Prompt ▸ Work out the number of lines with the word "SleepTimer" in the material below, then reply with that number only.

Material provided ▸
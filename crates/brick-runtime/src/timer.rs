//! Periodic wake-up sources for the scheduler thread.
//!
//! On Linux the default is a `timerfd` on `CLOCK_MONOTONIC`: the kernel
//! counts expirations for us, so a late reader learns how many periods it
//! slept through.  [`SleepTimer`] reproduces that count with a monotonic
//! deadline and is used everywhere else.

use std::io;
use std::thread;
use std::time::{Duration, Instant};

use tracing::debug;

/// A timer that fires every period.
pub trait PeriodicTimer: Send {
    /// Block until the next expiration.
    ///
    /// Returns how many periods elapsed since the previous call (at least 1).
    fn wait(&mut self) -> io::Result<u64>;
}

/// Open the preferred timer for `period`.
///
/// # Errors
///
/// `InvalidInput` for a zero period, or the OS error from creating the
/// timer.
pub fn open_timer(period: Duration, use_timerfd: bool) -> io::Result<Box<dyn PeriodicTimer>> {
    if period.is_zero() {
        return Err(io::Error::new(io::ErrorKind::InvalidInput, "timer period must be non-zero"));
    }
    #[cfg(target_os = "linux")]
    if use_timerfd {
        return Ok(Box::new(TimerFd::new(period)?));
    }
    #[cfg(not(target_os = "linux"))]
    if use_timerfd {
        debug!("timerfd unavailable on this platform; using sleep timer");
    }
    debug!(period_ms = period.as_millis() as u64, "sleep timer armed");
    Ok(Box::new(SleepTimer::new(period)))
}

// ────────────────────────────────────────────────────────────────────────────
// timerfd
// ────────────────────────────────────────────────────────────────────────────

#[cfg(target_os = "linux")]
pub use self::linux::TimerFd;

#[cfg(target_os = "linux")]
mod linux {
    use std::fs::File;
    use std::io::{self, Read};
    use std::os::fd::{AsRawFd, FromRawFd, OwnedFd};
    use std::time::Duration;

    use tracing::debug;

    use super::PeriodicTimer;

    /// `timerfd_create(CLOCK_MONOTONIC)` armed with a repeating interval.
    pub struct TimerFd {
        file: File,
    }

    impl TimerFd {
        pub fn new(period: Duration) -> io::Result<Self> {
            // SAFETY: plain syscall; the result is checked before use.
            let raw = unsafe { libc::timerfd_create(libc::CLOCK_MONOTONIC, libc::TFD_CLOEXEC) };
            if raw < 0 {
                return Err(io::Error::last_os_error());
            }
            // SAFETY: `raw` is a freshly created descriptor owned by nobody else.
            let fd = unsafe { OwnedFd::from_raw_fd(raw) };

            let interval = libc::timespec {
                tv_sec: period.as_secs() as libc::time_t,
                tv_nsec: period.subsec_nanos() as libc::c_long,
            };
            let its = libc::itimerspec {
                it_interval: interval,
                it_value: interval,
            };
            let file = File::from(fd);
            // SAFETY: `its` outlives the call and the old-value pointer may be null.
            let rc = unsafe { libc::timerfd_settime(file.as_raw_fd(), 0, &its, std::ptr::null_mut()) };
            if rc < 0 {
                return Err(io::Error::last_os_error());
            }
            debug!(period_ms = period.as_millis() as u64, "timerfd armed");
            Ok(Self { file })
        }
    }

    impl PeriodicTimer for TimerFd {
        fn wait(&mut self) -> io::Result<u64> {
            let mut buf = [0u8; 8];
            self.file.read_exact(&mut buf)?;
            Ok(u64::from_ne_bytes(buf))
        }
    }
}

// ────────────────────────────────────────────────────────────────────────────
// Sleep fallback
// ────────────────────────────────────────────────────────────────────────────

/// Deadline-based sleeper on the monotonic clock.
pub struct SleepTimer {
    period: Duration,
    next: Instant,
}

impl SleepTimer {
    pub fn new(period: Duration) -> Self {
        Self {
            period,
            next: Instant::now() + period,
        }
    }
}

impl PeriodicTimer for SleepTimer {
    fn wait(&mut self) -> io::Result<u64> {
        let now = Instant::now();
        if self.next > now {
            thread::sleep(self.next - now);
        }
        let now = Instant::now();
        let mut expirations = 0;
        while self.next <= now {
            self.next += self.period;
            expirations += 1;
        }
        Ok(expirations.max(1))
    }
}

#[cfg(test)]
mod tests {
    use super::*;

    #[test]
    fn zero_period_is_rejected() {
        let err = open_timer(Duration::ZERO, false).err().unwrap();
        assert_eq!(err.kind(), io::ErrorKind::InvalidInput);
    }

    #[test]
    fn sleep_timer_waits_one_period() {
        let started = Instant::now();
        let mut timer = SleepTimer::new(Duration::from_millis(5));
        assert_eq!(timer.wait().unwrap(), 1);
        assert!(started.elapsed() >= Duration::from_millis(5));
    }

    #[test]
    fn sleep_timer_counts_missed_periods() {
        let mut timer = SleepTimer::new(Duration::from_millis(20));
        thread::sleep(Duration::from_millis(95));
        assert!(timer.wait().unwrap() >= 4);
        // Back on schedule afterwards.
        assert_eq!(timer.wait().unwrap(), 1);
    }

    #[cfg(target_os = "linux")]
    #[test]
    fn timerfd_fires_and_counts_expirations() {
        let mut timer = open_timer(Duration::from_millis(5), true).unwrap();
        assert!(timer.wait().unwrap() >= 1);
        thread::sleep(Duration::from_millis(30));
        assert!(timer.wait().unwrap() >= 5);
    }
}
pub mod a001_category;
pub mod a002_product;
pub mod a003_sale;
pub mod a004_store_config;
pub mod common;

Exercise answer ▸ 7